Serotonin has important roles in the development of the brain and other organs. Manipulations of synaptic serotonin by drugs such as serotonin reuptake inhibitors (SRI) or serotonin norepinephrine reuptake inhibitors (SNRI) might alter their development and function. Of interest, most studies on the outcome of prenatal exposure to SRI in human have not found significant embryonic or fetal damage, except for a possible, slight increase in cardiac malformations. In up to a third of newborns exposed to SRI, exposure may induce transient neonatal behavioral changes (poor neonatal adaptation) and increased rate of persistent pulmonary hypertension. Prenatal SRI may also cause slight motor delay and language impairment but these are transient. The data on the possible association of prenatal SRIs with autism spectrum disorder (ASD) are inconsistent, and seem to be related to pre-pregnancy treatment or to maternal depression. Prenatal SRIs also appear to affect the hypothalamic hypophyseal adrenal (HPA) axis inducing epigenetic changes, but the long-term consequences of these effects on humans are as yet unknown. SRIs are metabolized in the liver by several cytochrome P450 (CYP) enzymes. Faster metabolism of most SRIs in late pregnancy leads to lower maternal concentrations, and thus potentially to decreased efficacy which is more prominent in women that are rapid metabolizers.
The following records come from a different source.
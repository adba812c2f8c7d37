//! Public MQTT client used by the Homegear core
//!
//! Publishing is fire-and-forget: calls validate and enqueue, then return.
//! Delivery, reconnection and keepalive happen on background tasks that
//! live from `start()` to `stop()`.

use super::connection::{ClientEvent, ConnectionState, Session};
use super::health_monitor::HealthMetrics;
use super::message_handler::{IncomingMessage, MessageForwarder};
use super::publish_queue::{self, OutboundMessage, PublishQueue, PushOutcome};
use super::lock;
use crate::config::MqttSettings;
use crate::error::MqttError;
use crate::observability::metrics::{ClientMetrics, MetricsSnapshot};
use crate::protocol::payload::{format_json, format_json_object, format_plain};
use crate::protocol::{validate_topic_name, TopicBuilder};
use crate::transport::{Connector, TcpConnector};
use bytes::Bytes;
use serde_json::Value;
use std::sync::atomic::{AtomicBool, Ordering};
use std::sync::{Arc, Mutex, RwLock};
use tokio::sync::{broadcast, mpsc};
use tokio::task::JoinHandle;
use tracing::{error, info, warn};

const EVENT_CHANNEL_CAPACITY: usize = 64;

struct Running {
    session: Arc<Session>,
    worker: JoinHandle<()>,
}

/// MQTT client for publishing Homegear state and receiving commands
pub struct MqttClient {
    settings: RwLock<Arc<MqttSettings>>,
    enabled: AtomicBool,
    connector: Option<Arc<dyn Connector>>,
    queue: Arc<PublishQueue>,
    forwarder: Arc<MessageForwarder>,
    events: broadcast::Sender<ClientEvent>,
    metrics: Arc<ClientMetrics>,
    /// Serializes start, stop and reload
    lifecycle: tokio::sync::Mutex<()>,
    running: Mutex<Option<Running>>,
}

impl MqttClient {
    /// Create a client connecting over TCP/TLS as configured
    pub fn new(settings: MqttSettings) -> Result<Self, MqttError> {
        Self::build(settings, None)
    }

    /// Create a client that opens its connections through `connector`
    pub fn with_connector(
        settings: MqttSettings,
        connector: Arc<dyn Connector>,
    ) -> Result<Self, MqttError> {
        Self::build(settings, Some(connector))
    }

    fn build(
        settings: MqttSettings,
        connector: Option<Arc<dyn Connector>>,
    ) -> Result<Self, MqttError> {
        let settings = settings.resolved()?;
        let (events, _) = broadcast::channel(EVENT_CHANNEL_CAPACITY);

        Ok(Self {
            enabled: AtomicBool::new(settings.enabled),
            queue: Arc::new(PublishQueue::new(settings.queue_capacity)),
            settings: RwLock::new(Arc::new(settings)),
            connector,
            forwarder: Arc::new(MessageForwarder::new()),
            events,
            metrics: Arc::new(ClientMetrics::default()),
            lifecycle: tokio::sync::Mutex::new(()),
            running: Mutex::new(None),
        })
    }

    pub fn enabled(&self) -> bool {
        self.enabled.load(Ordering::SeqCst)
    }

    /// Allow publishing and starting; does not connect by itself
    pub fn enable(&self) {
        self.enabled.store(true, Ordering::SeqCst);
    }

    /// Stop the client and turn every publish into a no-op
    pub async fn disable(&self) {
        self.enabled.store(false, Ordering::SeqCst);
        self.stop().await;
    }

    pub fn settings(&self) -> Arc<MqttSettings> {
        match self.settings.read() {
            Ok(settings) => Arc::clone(&settings),
            Err(poisoned) => Arc::clone(&poisoned.into_inner()),
        }
    }

    /// Start the background tasks; connecting continues in the background
    pub async fn start(&self) -> Result<(), MqttError> {
        let _lifecycle = self.lifecycle.lock().await;
        if !self.enabled() {
            info!("MQTT is disabled, not starting");
            return Err(MqttError::Disabled);
        }
        if lock(&self.running).is_some() {
            return Ok(());
        }

        let settings = self.settings();
        let connector: Arc<dyn Connector> = match &self.connector {
            Some(connector) => Arc::clone(connector),
            None => Arc::new(TcpConnector::from_settings(&settings)?),
        };
        let endpoint = connector.endpoint();

        let session = Session::new(
            Arc::clone(&settings),
            connector,
            Arc::clone(&self.forwarder),
            self.events.clone(),
            Arc::clone(&self.metrics),
        );
        session.start();
        let worker = tokio::spawn(publish_queue::run_worker(
            Arc::clone(&self.queue),
            Arc::clone(&session),
            self.events.clone(),
        ));

        *lock(&self.running) = Some(Running { session, worker });
        info!(broker = %endpoint, client_id = %settings.client_id, "MQTT client started");
        Ok(())
    }

    /// Disconnect and join every background task; queued messages are kept
    pub async fn stop(&self) {
        let _lifecycle = self.lifecycle.lock().await;
        let running = lock(&self.running).take();
        let Some(running) = running else {
            return;
        };

        running.session.stop().await;
        if let Err(e) = running.worker.await {
            if e.is_panic() {
                error!("Publish worker panicked: {}", e);
            }
        }
        info!(queued = self.queue.len(), "MQTT client stopped");
    }

    /// Stop, replace the settings, and start again if enabled
    pub async fn reload_settings(&self, settings: MqttSettings) -> Result<(), MqttError> {
        let settings = settings.resolved()?;
        self.stop().await;

        let trimmed = self.queue.set_capacity(settings.queue_capacity);
        if trimmed > 0 {
            warn!(dropped = trimmed, "Queue capacity reduced, dropped oldest messages");
        }
        self.enabled.store(settings.enabled, Ordering::SeqCst);
        match self.settings.write() {
            Ok(mut current) => *current = Arc::new(settings),
            Err(poisoned) => *poisoned.into_inner() = Arc::new(settings),
        }
        info!("MQTT settings reloaded");

        if self.enabled() {
            self.start().await
        } else {
            Ok(())
        }
    }

    /// Queue `payload` for `<prefix>/<topic>`
    pub fn publish(&self, topic: &str, payload: impl Into<Bytes>, retain: bool) {
        if !self.enabled() {
            return;
        }
        let settings = self.settings();
        let topic = TopicBuilder::new(&settings.topic_prefix).build(topic);
        self.enqueue(OutboundMessage {
            topic,
            payload: payload.into(),
            retain,
            qos: settings.qos_level(),
        });
    }

    /// Queue a text event using the configured retain flag
    pub fn publish_event(&self, topic: &str, payload: &str) {
        let retain = self.settings().retain_default;
        self.publish(topic, payload.to_string(), retain);
    }

    /// Publish one peer variable on its `plain` and `json` topics
    pub fn publish_value(&self, peer_id: u64, channel: i32, key: &str, value: &Value) {
        if !self.enabled() {
            return;
        }
        let settings = self.settings();
        let topics = TopicBuilder::new(&settings.topic_prefix);

        self.enqueue_value(
            &settings,
            topics.build_plain_topic(peer_id, channel, key),
            format_plain(value),
        );
        self.enqueue_value(
            &settings,
            topics.build_json_topic(peer_id, channel, key),
            format_json(value),
        );
    }

    /// Publish several variables of one channel, plus one `jsonobj` message
    pub fn publish_values(&self, peer_id: u64, channel: i32, keys: &[String], values: &[Value]) {
        if !self.enabled() {
            return;
        }
        if keys.len() != values.len() {
            warn!(
                peer_id,
                channel,
                "Not publishing {} key(s) with {} value(s)",
                keys.len(),
                values.len()
            );
            return;
        }
        if keys.is_empty() {
            return;
        }

        let settings = self.settings();
        let topics = TopicBuilder::new(&settings.topic_prefix);
        for (key, value) in keys.iter().zip(values) {
            self.enqueue_value(
                &settings,
                topics.build_plain_topic(peer_id, channel, key),
                format_plain(value),
            );
            self.enqueue_value(
                &settings,
                topics.build_json_topic(peer_id, channel, key),
                format_json(value),
            );
        }
        self.enqueue_value(
            &settings,
            topics.build_json_object_topic(peer_id, channel),
            format_json_object(keys, values),
        );
    }

    /// Receive messages arriving on the command subscription
    pub fn set_incoming_sender(&self, sender: mpsc::Sender<IncomingMessage>) {
        self.forwarder.set_sender(sender);
    }

    pub fn subscribe_events(&self) -> broadcast::Receiver<ClientEvent> {
        self.events.subscribe()
    }

    pub fn metrics(&self) -> MetricsSnapshot {
        self.metrics.snapshot()
    }

    pub fn connection_state(&self) -> ConnectionState {
        lock(&self.running)
            .as_ref()
            .map(|running| running.session.state())
            .unwrap_or(ConnectionState::Disconnected)
    }

    pub fn is_connected(&self) -> bool {
        self.connection_state() == ConnectionState::Connected
    }

    pub fn is_running(&self) -> bool {
        lock(&self.running).is_some()
    }

    pub fn health_metrics(&self) -> Option<HealthMetrics> {
        lock(&self.running)
            .as_ref()
            .map(|running| running.session.health_metrics())
    }

    /// Messages waiting to be sent
    pub fn queued_messages(&self) -> usize {
        self.queue.len()
    }

    /// Requests waiting for a broker acknowledgement
    pub fn pending_requests(&self) -> usize {
        lock(&self.running)
            .as_ref()
            .map(|running| running.session.pending_requests())
            .unwrap_or(0)
    }

    fn enqueue_value(&self, settings: &MqttSettings, topic: String, payload: String) {
        self.enqueue(OutboundMessage {
            topic,
            payload: Bytes::from(payload),
            retain: settings.retain_default,
            qos: settings.qos_level(),
        });
    }

    fn enqueue(&self, message: OutboundMessage) {
        if let Err(e) = validate_topic_name(&message.topic) {
            warn!(topic = %message.topic, "Not publishing: {}", e);
            return;
        }

        self.metrics.record_queued();
        match self.queue.push(message) {
            PushOutcome::Queued => {}
            PushOutcome::DroppedOldest { burst_started } => {
                self.metrics.record_dropped();
                if burst_started {
                    warn!(
                        capacity = self.queue.capacity(),
                        "Publish queue full, dropping oldest messages"
                    );
                }
            }
            PushOutcome::BurstEnded { dropped } => {
                warn!(dropped, "Publish queue overflow ended");
                let _ = self.events.send(ClientEvent::QueueOverflow { dropped });
            }
        }
    }
}

impl Drop for MqttClient {
    fn drop(&mut self) {
        let running = lock(&self.running).take();
        if let Some(running) = running {
            running.session.abort();
        }
    }
}
//! MQTT client settings
//!
//! Settings are loaded once from a TOML file (every key is optional) and
//! handed to [`crate::MqttClient`] by value. A running client never sees its
//! settings change; reloading goes through stop, replace and start.

use crate::protocol::{QoS, MAX_FIELD_LENGTH};
use serde::{Deserialize, Serialize};
use std::path::{Path, PathBuf};
use std::time::Duration;
use thiserror::Error;

/// Connection and publishing parameters for one client instance
#[derive(Debug, Clone, Serialize, Deserialize, PartialEq)]
#[serde(default)]
pub struct MqttSettings {
    /// Master switch; a disabled client turns every publish into a no-op
    pub enabled: bool,
    pub broker_address: String,
    pub broker_port: u16,
    pub use_tls: bool,
    /// PEM bundle of trusted CA certificates (required with TLS)
    pub ca_file: Option<PathBuf>,
    /// PEM client certificate chain for mutual TLS
    pub cert_file: Option<PathBuf>,
    /// PEM private key matching `cert_file`
    pub key_file: Option<PathBuf>,
    /// Empty means "generate one on load"
    pub client_id: String,
    pub username: Option<String>,
    pub password: Option<String>,
    /// Environment variable holding the password; takes precedence over `password`
    pub password_env: Option<String>,
    pub keepalive_seconds: u16,
    /// Namespace every published topic is placed under
    pub topic_prefix: String,
    /// Subscription filter for incoming commands, relative to the prefix
    pub command_topic: String,
    pub retain_default: bool,
    /// 0 or 1
    pub qos: u8,
    /// Messages held before the oldest gets dropped
    pub queue_capacity: usize,
    pub timeouts: TimeoutSettings,
}

impl Default for MqttSettings {
    fn default() -> Self {
        Self {
            enabled: false,
            broker_address: "localhost".to_string(),
            broker_port: 1883,
            use_tls: false,
            ca_file: None,
            cert_file: None,
            key_file: None,
            client_id: String::new(),
            username: None,
            password: None,
            password_env: None,
            keepalive_seconds: 60,
            topic_prefix: "homegear/0000".to_string(),
            command_topic: "set/#".to_string(),
            retain_default: true,
            qos: 1,
            queue_capacity: 1000,
            timeouts: TimeoutSettings::default(),
        }
    }
}

/// Deadlines and delays, in milliseconds
#[derive(Debug, Clone, Serialize, Deserialize, PartialEq)]
#[serde(default)]
pub struct TimeoutSettings {
    /// Socket open plus CONNACK
    pub connect_ms: u64,
    /// SUBACK, PUBACK and PINGRESP
    pub ack_ms: u64,
    /// Pause before a reconnect attempt
    pub reconnect_delay_ms: u64,
    /// Pause after the broker refused our credentials
    pub auth_failure_delay_ms: u64,
}

impl Default for TimeoutSettings {
    fn default() -> Self {
        Self {
            connect_ms: 5000,
            ack_ms: 5000,
            reconnect_delay_ms: 10_000,
            auth_failure_delay_ms: 60_000,
        }
    }
}

impl TimeoutSettings {
    pub fn connect(&self) -> Duration {
        Duration::from_millis(self.connect_ms)
    }

    pub fn ack(&self) -> Duration {
        Duration::from_millis(self.ack_ms)
    }

    pub fn reconnect_delay(&self) -> Duration {
        Duration::from_millis(self.reconnect_delay_ms)
    }

    pub fn auth_failure_delay(&self) -> Duration {
        Duration::from_millis(self.auth_failure_delay_ms)
    }
}

/// Configuration loading errors
#[derive(Debug, Error)]
pub enum ConfigError {
    #[error("Failed to read config file: {0}")]
    FileRead(#[from] std::io::Error),
    #[error("Failed to parse TOML: {0}")]
    TomlParse(#[from] toml::de::Error),
    #[error("Environment variable not found: {0}")]
    EnvVarNotFound(String),
    #[error("Invalid configuration: {0}")]
    InvalidConfig(String),
}

impl MqttSettings {
    /// Load settings from a TOML file and validate them
    pub fn load_from_file(path: &Path) -> Result<Self, ConfigError> {
        let content = std::fs::read_to_string(path)?;
        let settings: MqttSettings = toml::from_str(&content)?;
        settings.validate()?;
        Ok(settings)
    }

    /// Check field combinations a client cannot work with
    pub fn validate(&self) -> Result<(), ConfigError> {
        if self.broker_address.trim().is_empty() {
            return Err(invalid("broker_address must not be empty"));
        }
        if self.qos > 1 {
            return Err(invalid(format!("qos must be 0 or 1, got {}", self.qos)));
        }
        if self.keepalive_seconds == 0 {
            return Err(invalid("keepalive_seconds must be greater than 0"));
        }
        if self.queue_capacity == 0 {
            return Err(invalid("queue_capacity must be greater than 0"));
        }
        if self.timeouts.connect_ms == 0 || self.timeouts.ack_ms == 0 {
            return Err(invalid("connect and ack timeouts must be greater than 0"));
        }
        if self.use_tls && self.ca_file.is_none() {
            return Err(invalid("use_tls requires ca_file"));
        }
        if self.cert_file.is_some() != self.key_file.is_some() {
            return Err(invalid("cert_file and key_file must be set together"));
        }
        if (self.password.is_some() || self.password_env.is_some()) && self.username.is_none() {
            return Err(invalid("a password requires a username"));
        }
        check_field_length("client_id", Some(&self.client_id))?;
        check_field_length("username", self.username.as_deref())?;
        check_field_length("password", self.password.as_deref())?;
        Ok(())
    }

    /// Validated copy with a concrete client id and the password resolved
    pub fn resolved(mut self) -> Result<Self, ConfigError> {
        self.validate()?;

        if self.client_id.trim().is_empty() {
            self.client_id = format!("homegear-{}", uuid::Uuid::new_v4().simple());
        }
        if let Some(env_name) = &self.password_env {
            let password = std::env::var(env_name)
                .map_err(|_| ConfigError::EnvVarNotFound(env_name.clone()))?;
            check_field_length("password", Some(&password))?;
            self.password = Some(password);
        }

        Ok(self)
    }

    pub fn qos_level(&self) -> QoS {
        if self.qos == 0 {
            QoS::AtMostOnce
        } else {
            QoS::AtLeastOnce
        }
    }

    pub fn keepalive(&self) -> Duration {
        Duration::from_secs(u64::from(self.keepalive_seconds))
    }

    /// Deadline for a PINGRESP; always shorter than the ping interval
    pub fn ping_deadline(&self) -> Duration {
        self.timeouts.ack().min(self.keepalive() / 2)
    }

    /// `host:port` for logging
    pub fn broker_endpoint(&self) -> String {
        format!("{}:{}", self.broker_address, self.broker_port)
    }
}

fn invalid<S: Into<String>>(message: S) -> ConfigError {
    ConfigError::InvalidConfig(message.into())
}

/// CONNECT carries these fields behind a 16-bit length prefix
fn check_field_length(name: &str, value: Option<&str>) -> Result<(), ConfigError> {
    match value {
        Some(value) if value.len() > MAX_FIELD_LENGTH => Err(invalid(format!(
            "{name} is {} bytes, at most {MAX_FIELD_LENGTH} are allowed",
            value.len()
        ))),
        _ => Ok(()),
    }
}
//! MQTT 3.1.1 framing primitives
//!
//! Pure functions for the fixed header and the variable-length
//! "remaining length" integer. Nothing in this module performs I/O.

use bytes::{BufMut, BytesMut};
use thiserror::Error;

/// Largest value representable in four remaining-length bytes.
pub const MAX_REMAINING_LENGTH: u32 = 268_435_455;

/// Control packet types of MQTT 3.1.1 (high nibble of the fixed header)
#[derive(Debug, Clone, Copy, PartialEq, Eq, Hash)]
#[repr(u8)]
pub enum PacketType {
    Connect = 1,
    ConnAck = 2,
    Publish = 3,
    PubAck = 4,
    PubRec = 5,
    PubRel = 6,
    PubComp = 7,
    Subscribe = 8,
    SubAck = 9,
    Unsubscribe = 10,
    UnsubAck = 11,
    PingReq = 12,
    PingResp = 13,
    Disconnect = 14,
}

impl TryFrom<u8> for PacketType {
    type Error = CodecError;

    fn try_from(value: u8) -> Result<Self, Self::Error> {
        match value {
            1 => Ok(PacketType::Connect),
            2 => Ok(PacketType::ConnAck),
            3 => Ok(PacketType::Publish),
            4 => Ok(PacketType::PubAck),
            5 => Ok(PacketType::PubRec),
            6 => Ok(PacketType::PubRel),
            7 => Ok(PacketType::PubComp),
            8 => Ok(PacketType::Subscribe),
            9 => Ok(PacketType::SubAck),
            10 => Ok(PacketType::Unsubscribe),
            11 => Ok(PacketType::UnsubAck),
            12 => Ok(PacketType::PingReq),
            13 => Ok(PacketType::PingResp),
            14 => Ok(PacketType::Disconnect),
            other => Err(CodecError::UnknownPacketType(other)),
        }
    }
}

/// Encoding and decoding failures. An incomplete frame is not an error, see [`decode_remaining_length`].
#[derive(Debug, Error, Clone, PartialEq, Eq)]
pub enum CodecError {
    #[error("Malformed remaining length: more than 4 bytes")]
    MalformedRemainingLength,
    #[error("Remaining length {0} exceeds the MQTT maximum")]
    RemainingLengthTooLarge(usize),
    #[error("Unknown packet type: {0}")]
    UnknownPacketType(u8),
    #[error("Unsupported packet type: {0:?}")]
    UnsupportedPacketType(PacketType),
    #[error("Field of {0} bytes does not fit a 16-bit length prefix")]
    FieldTooLong(usize),
    #[error("Malformed {packet:?} packet: {reason}")]
    Malformed {
        packet: PacketType,
        reason: String,
    },
}

impl CodecError {
    pub(crate) fn malformed<S: Into<String>>(packet: PacketType, reason: S) -> Self {
        Self::Malformed {
            packet,
            reason: reason.into(),
        }
    }
}

/// Decoded fixed header
#[derive(Debug, Clone, Copy, PartialEq, Eq)]
pub struct FixedHeader {
    pub packet_type: PacketType,
    pub flags: u8,
    /// Byte length of variable header plus payload
    pub remaining_length: usize,
    /// Byte length of the fixed header itself (1 + length bytes)
    pub header_length: usize,
}

impl FixedHeader {
    /// Total frame length on the wire
    pub fn frame_length(&self) -> usize {
        self.header_length + self.remaining_length
    }
}

/// Encode `length` as a base-128 varint (1 to 4 bytes, continuation bit 0x80)
pub fn encode_remaining_length(length: usize, out: &mut BytesMut) -> Result<(), CodecError> {
    if length > MAX_REMAINING_LENGTH as usize {
        return Err(CodecError::RemainingLengthTooLarge(length));
    }

    let mut value = length;
    loop {
        let mut byte = (value % 128) as u8;
        value /= 128;
        if value > 0 {
            byte |= 0x80;
        }
        out.put_u8(byte);
        if value == 0 {
            return Ok(());
        }
    }
}

/// Number of bytes `length` occupies once encoded
pub fn remaining_length_size(length: usize) -> usize {
    match length {
        0..=127 => 1,
        128..=16_383 => 2,
        16_384..=2_097_151 => 3,
        _ => 4,
    }
}

/// Decode a remaining-length varint from the start of `buf`.
///
/// Returns `Ok(None)` when `buf` ends before the terminating byte,
/// `Ok(Some((value, bytes_used)))` otherwise.
pub fn decode_remaining_length(buf: &[u8]) -> Result<Option<(usize, usize)>, CodecError> {
    let mut value = 0usize;
    let mut multiplier = 1usize;

    for (index, byte) in buf.iter().enumerate() {
        if index >= 4 {
            return Err(CodecError::MalformedRemainingLength);
        }
        value += (*byte & 0x7F) as usize * multiplier;
        if byte & 0x80 == 0 {
            return Ok(Some((value, index + 1)));
        }
        multiplier *= 128;
    }

    if buf.len() >= 4 {
        // Four continuation bytes: a fifth would be required
        return Err(CodecError::MalformedRemainingLength);
    }
    Ok(None)
}

/// Parse the fixed header at the start of `buf`; `Ok(None)` if more input is needed
pub fn decode_fixed_header(buf: &[u8]) -> Result<Option<FixedHeader>, CodecError> {
    let Some(&first) = buf.first() else {
        return Ok(None);
    };

    let packet_type = PacketType::try_from(first >> 4)?;
    let flags = first & 0x0F;

    match decode_remaining_length(&buf[1..])? {
        Some((remaining_length, used)) => Ok(Some(FixedHeader {
            packet_type,
            flags,
            remaining_length,
            header_length: 1 + used,
        })),
        None => Ok(None),
    }
}

/// Write the fixed header for a packet with the given body length
pub fn encode_fixed_header(
    packet_type: PacketType,
    flags: u8,
    remaining_length: usize,
    out: &mut BytesMut,
) -> Result<(), CodecError> {
    out.put_u8(((packet_type as u8) << 4) | (flags & 0x0F));
    encode_remaining_length(remaining_length, out)
}

/// Longest string or binary field a 16-bit length prefix can describe
pub const MAX_FIELD_LENGTH: usize = u16::MAX as usize;

/// Write a length-prefixed UTF-8 string
pub(crate) fn put_string(out: &mut BytesMut, value: &str) -> Result<(), CodecError> {
    put_binary(out, value.as_bytes())
}

/// Write length-prefixed binary data
pub(crate) fn put_binary(out: &mut BytesMut, value: &[u8]) -> Result<(), CodecError> {
    let length = u16::try_from(value.len()).map_err(|_| CodecError::FieldTooLong(value.len()))?;
    out.put_u16(length);
    out.put_slice(value);
    Ok(())
}

/// Cursor over a packet body used by the decoders
pub(crate) struct Reader<'a> {
    packet: PacketType,
    buf: &'a [u8],
    pos: usize,
}

impl<'a> Reader<'a> {
    pub(crate) fn new(packet: PacketType, buf: &'a [u8]) -> Self {
        Self { packet, buf, pos: 0 }
    }

    pub(crate) fn remaining(&self) -> usize {
        self.buf.len() - self.pos
    }

    pub(crate) fn u8(&mut self) -> Result<u8, CodecError> {
        let byte = *self
            .buf
            .get(self.pos)
            .ok_or_else(|| CodecError::malformed(self.packet, "truncated body"))?;
        self.pos += 1;
        Ok(byte)
    }

    pub(crate) fn u16(&mut self) -> Result<u16, CodecError> {
        let high = self.u8()? as u16;
        let low = self.u8()? as u16;
        Ok((high << 8) | low)
    }

    pub(crate) fn bytes(&mut self, len: usize) -> Result<&'a [u8], CodecError> {
        if self.remaining() < len {
            return Err(CodecError::malformed(self.packet, "truncated body"));
        }
        let slice = &self.buf[self.pos..self.pos + len];
        self.pos += len;
        Ok(slice)
    }

    pub(crate) fn string(&mut self) -> Result<String, CodecError> {
        let len = self.u16()? as usize;
        let raw = self.bytes(len)?;
        String::from_utf8(raw.to_vec())
            .map_err(|_| CodecError::malformed(self.packet, "invalid UTF-8 string"))
    }

    pub(crate) fn rest(&mut self) -> &'a [u8] {
        let slice = &self.buf[self.pos..];
        self.pos = self.buf.len();
        slice
    }
}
Studies suggest that the serotonin transporter SLC6A4 promoter is associated with adverse neonatal outcomes after SRI exposure. Since maternal depression may adversely affect the child’s development, one has to consider the risk of SRI discontinuation on the fetus and the child. As with any drug treatment in pregnancy, the benefits to the mother should be considered versus the possible hazards to the developing embryo/fetus. View Full-Text
Keywords: SRI; SSRIs; SNRIs; pregnancy; malformations; neurodevelopmental effects; ASD; epigenetic effects SRI; SSRIs; SNRIs; pregnancy; malformations; neurodevelopmental effects; ASD; epigenetic effects
This is an open access article distributed under the Creative Commons Attribution License which permits unrestricted use, distribution, and reproduction in any medium, provided the original work is properly cited (CC BY 4.0).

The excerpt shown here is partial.